En janvier 1923, son père, qui doit aller se faire opérer, lui confie la clé de son coffre-fort. À son retour, il a dépensé les 70 000 francs qui y étaient conservés. Son père lui demandant une explication, il aurait répondu, selon le quotidien Le Matin : « Des comptes ? J'aimerais mieux te zigouiller ! » Utilisant un pistolet appartenant à son père, il lui tire dessus et le blesse légèrement. Arrêté, il est traduit devant la 14e chambre correctionnelle du tribunal de Paris. Mais, en avril, les juges estimant que les faits étaient trop graves, refusent de le juger et transfèrent son dossier à la cour d'assises de la Seine.

Selon le quotidien Bonsoir, Abel Delort aurait dépensé l’argent paternel avec des « jeunes femmes aux mœurs ultralégères ». En septembre 1923, les jurés de la Seine condamnent Abel Delort à cinq ans de prison et mille francs d’amende. Dans une autre procédure, il est condamné, trois jours plus tard, à 15 jours de prison.

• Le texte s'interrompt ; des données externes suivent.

//! Tombstone-driven deletion reconciliation.
//!
//! The tombstone sets of both sides are unified (earliest deletion time
//! wins per UUID) and applied against the settled target tree. A
//! deletion is suppressed when the node was modified after its recorded
//! deletion, or when a group still contains live content. Groups are
//! processed bottom-up so that emptiness can be evaluated after the
//! children have been handled.

use std::collections::hash_map::Entry as TombstoneSlot;
use std::collections::{HashMap, VecDeque};

use uuid::Uuid;

use haven_model::{DeletedObject, MergeMode};

use crate::change::{Change, ChangeList, ChangeType};
use crate::error::MergeResult;
use crate::merger::{MergeContext, Merger};

impl Merger<'_> {
    pub(crate) fn merge_deletions(&mut self, context: MergeContext) -> MergeResult<ChangeList> {
        let mut changes = ChangeList::new();
        if self.effective_mode(context) != MergeMode::Synchronize {
            // No other strategy applies deletions.
            return Ok(changes);
        }

        let mut unified: HashMap<Uuid, DeletedObject> = HashMap::new();
        let mut preserved: Vec<DeletedObject> = Vec::new();
        let mut dead_entries: Vec<Uuid> = Vec::new();
        let mut dead_groups: VecDeque<Uuid> = VecDeque::new();

        let combined = self
            .target
            .deleted_objects()
            .iter()
            .chain(self.source.deleted_objects().iter())
            .cloned()
            .collect::<Vec<_>>();
        for object in combined {
            match unified.entry(object.uuid) {
                TombstoneSlot::Vacant(slot) => {
                    if self.target.contains_entry(object.uuid) {
                        dead_entries.push(object.uuid);
                    } else if self.target.contains_group(object.uuid) {
                        dead_groups.push_back(object.uuid);
                    } else {
                        // Nothing live to delete; the tombstone passes
                        // through as-is.
                        preserved.push(object.clone());
                    }
                    slot.insert(object);
                }
                TombstoneSlot::Occupied(mut slot) => {
                    // Unify to the earliest date of deletion.
                    if slot.get().deletion_time > object.deletion_time {
                        slot.insert(object);
                    }
                }
            }
        }

        for uuid in dead_entries {
            let Some(tombstone) = unified.get(&uuid) else {
                continue;
            };
            let change = {
                let Some(entry) = self.target.entry(uuid) else {
                    continue;
                };
                if entry.times().last_modification_time > tombstone.deletion_time {
                    // Edited after it was deleted elsewhere: the edit
                    // revives the entry and the tombstone is dropped.
                    continue;
                }
                let details = if entry.parent().is_some() {
                    "Deleting child"
                } else {
                    "Deleting orphan"
                };
                Change::for_entry(ChangeType::Deleted, self.target, entry, details)
            };
            preserved.push(tombstone.clone());
            changes.push(change);
            self.erase_entry(uuid)?;
        }

        // Deletion must run bottom-up: a group is postponed while any of
        // its children are still queued. A sweep that consumes nothing
        // would loop forever, so it bails out instead, leaving the
        // survivors live and their tombstones preserved.
        while !dead_groups.is_empty() {
            let mut consumed = false;
            for _ in 0..dead_groups.len() {
                let Some(uuid) = dead_groups.pop_front() else {
                    break;
                };
                let children_pending = self
                    .target
                    .groups_in(uuid)
                    .iter()
                    .any(|child| dead_groups.contains(child));
                if children_pending {
                    dead_groups.push_back(uuid);
                    continue;
                }
                consumed = true;

                let Some(tombstone) = unified.get(&uuid) else {
                    continue;
                };
                let change = {
                    let Some(group) = self.target.group(uuid) else {
                        continue;
                    };
                    if group.times().last_modification_time > tombstone.deletion_time {
                        // Modified after deletion: revived.
                        continue;
                    }
                    if !self.target.entries_recursive(uuid).is_empty()
                        || !self.target.groups_recursive(uuid).is_empty()
                    {
                        // Still holds content another decision kept.
                        continue;
                    }
                    let details = if group.parent().is_some() {
                        "Deleting child"
                    } else {
                        "Deleting orphan"
                    };
                    Change::for_group(ChangeType::Deleted, self.target, group, details)
                };
                preserved.push(tombstone.clone());
                changes.push(change);
                self.erase_group(uuid)?;
            }
            if !consumed {
                while let Some(uuid) = dead_groups.pop_front() {
                    if let Some(tombstone) = unified.get(&uuid) {
                        preserved.push(tombstone.clone());
                    }
                }
                break;
            }
        }

        if preserved != self.target.deleted_objects() {
            changes.push(Change::unspecified("Changed deleted objects"));
        }
        self.target.set_deleted_objects(preserved);
        Ok(changes)
    }
}
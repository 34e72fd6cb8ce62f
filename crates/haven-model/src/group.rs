//! Container groups and the per-subtree merge policy.

use serde::{Deserialize, Serialize};
use uuid::Uuid;

use crate::clock;
use crate::icon::Icon;
use crate::timeinfo::TimeInfo;

/// Per-subtree policy for how replica reconciliation treats this group.
///
/// Every mode shares the same structural and history behavior; only
/// [`Synchronize`](MergeMode::Synchronize) additionally applies deletions
/// recorded on the other replica.
#[derive(Clone, Copy, Debug, Default, PartialEq, Eq, Serialize, Deserialize)]
pub enum MergeMode {
    /// Inherit the mode of the target group being merged into.
    #[default]
    Default,
    /// Keep both sides of a conflict as separate nodes.
    Duplicate,
    /// Prefer the target side of a conflict.
    KeepLocal,
    /// Prefer the source side of a conflict.
    KeepRemote,
    /// Prefer whichever side was modified last.
    KeepNewer,
    /// Full bidirectional synchronization, deletions included.
    Synchronize,
}

/// A container node in the credential tree.
///
/// Child ordering is owned here (`group_ids` / `entry_ids`); the nodes
/// themselves are owned by the [`Database`](crate::Database) maps.
#[derive(Clone, Debug, PartialEq, Serialize, Deserialize)]
pub struct Group {
    uuid: Uuid,
    name: String,
    #[serde(default)]
    notes: String,
    #[serde(default)]
    icon: Icon,
    times: TimeInfo,
    #[serde(default)]
    merge_mode: MergeMode,
    #[serde(default)]
    pub(crate) parent: Option<Uuid>,
    #[serde(default)]
    pub(crate) group_ids: Vec<Uuid>,
    #[serde(default)]
    pub(crate) entry_ids: Vec<Uuid>,
    #[serde(skip, default = "default_true")]
    update_timeinfo: bool,
}

fn default_true() -> bool {
    true
}

impl Group {
    /// Create a group with a fresh random UUID.
    pub fn new(name: impl Into<String>) -> Self {
        Self::with_uuid(Uuid::new_v4(), name)
    }

    /// Create a group with an explicit UUID (replica-stable identity).
    pub fn with_uuid(uuid: Uuid, name: impl Into<String>) -> Self {
        Self {
            uuid,
            name: name.into(),
            notes: String::new(),
            icon: Icon::default(),
            times: TimeInfo::now(),
            merge_mode: MergeMode::Default,
            parent: None,
            group_ids: Vec::new(),
            entry_ids: Vec::new(),
            update_timeinfo: true,
        }
    }

    // ---------------------------------------------------------------
    // Accessors
    // ---------------------------------------------------------------

    pub fn uuid(&self) -> Uuid {
        self.uuid
    }

    pub fn name(&self) -> &str {
        &self.name
    }

    pub fn notes(&self) -> &str {
        &self.notes
    }

    pub fn icon(&self) -> Icon {
        self.icon
    }

    pub fn times(&self) -> &TimeInfo {
        &self.times
    }

    pub fn merge_mode(&self) -> MergeMode {
        self.merge_mode
    }

    /// The UUID of the parent group; `None` for the root and for
    /// detached shells.
    pub fn parent(&self) -> Option<Uuid> {
        self.parent
    }

    /// Child groups, in declared order.
    pub fn group_ids(&self) -> &[Uuid] {
        &self.group_ids
    }

    /// Child entries, in declared order.
    pub fn entry_ids(&self) -> &[Uuid] {
        &self.entry_ids
    }

    // ---------------------------------------------------------------
    // Mutation
    // ---------------------------------------------------------------

    pub fn set_name(&mut self, name: impl Into<String>) {
        self.name = name.into();
        self.touch();
    }

    pub fn set_notes(&mut self, notes: impl Into<String>) {
        self.notes = notes.into();
        self.touch();
    }

    pub fn set_icon(&mut self, icon: Icon) {
        self.icon = icon;
        self.touch();
    }

    pub fn set_merge_mode(&mut self, mode: MergeMode) {
        self.merge_mode = mode;
    }

    pub fn set_expiry_time(&mut self, expiry: Option<chrono::DateTime<chrono::Utc>>) {
        self.times.expiry_time = expiry;
        self.touch();
    }

    /// Overwrite the timestamps directly, bypassing auto-update.
    pub fn set_time_info(&mut self, times: TimeInfo) {
        self.times = times;
    }

    /// Whether mutating setters stamp `last_modification_time`.
    pub fn can_update_timeinfo(&self) -> bool {
        self.update_timeinfo
    }

    pub fn set_update_timeinfo(&mut self, update: bool) {
        self.update_timeinfo = update;
    }

    pub(crate) fn touch(&mut self) {
        if self.update_timeinfo {
            let now = clock::now();
            self.times.last_modification_time = now;
            self.times.last_access_time = now;
        }
    }

    /// A copy of the group's own properties with empty child lists and
    /// no parent. Children are not carried over; callers that need the
    /// subtree attach them afterwards.
    pub fn clone_shell(&self) -> Group {
        Group {
            uuid: self.uuid,
            name: self.name.clone(),
            notes: self.notes.clone(),
            icon: self.icon,
            times: self.times,
            merge_mode: self.merge_mode,
            parent: None,
            group_ids: Vec::new(),
            entry_ids: Vec::new(),
            update_timeinfo: true,
        }
    }
}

Après avoir purgé sa peine, Abel Delort revient vivre à Joinville où son père était mort en juillet 1924.

Il aura de nouveau affaire à la justice en août 1932, le tribunal correctionnel de la Seine le condamnant alors à six mois de prison pour port d’armes prohibé et violences volontaires à particulier.

Abel Delort meurt le 15 janvier 1935 à Armentières (Nord). Il était âgé de 45 ans.

Il est décoré, à titre posthume, de la Médaille interalliée en octobre 1935.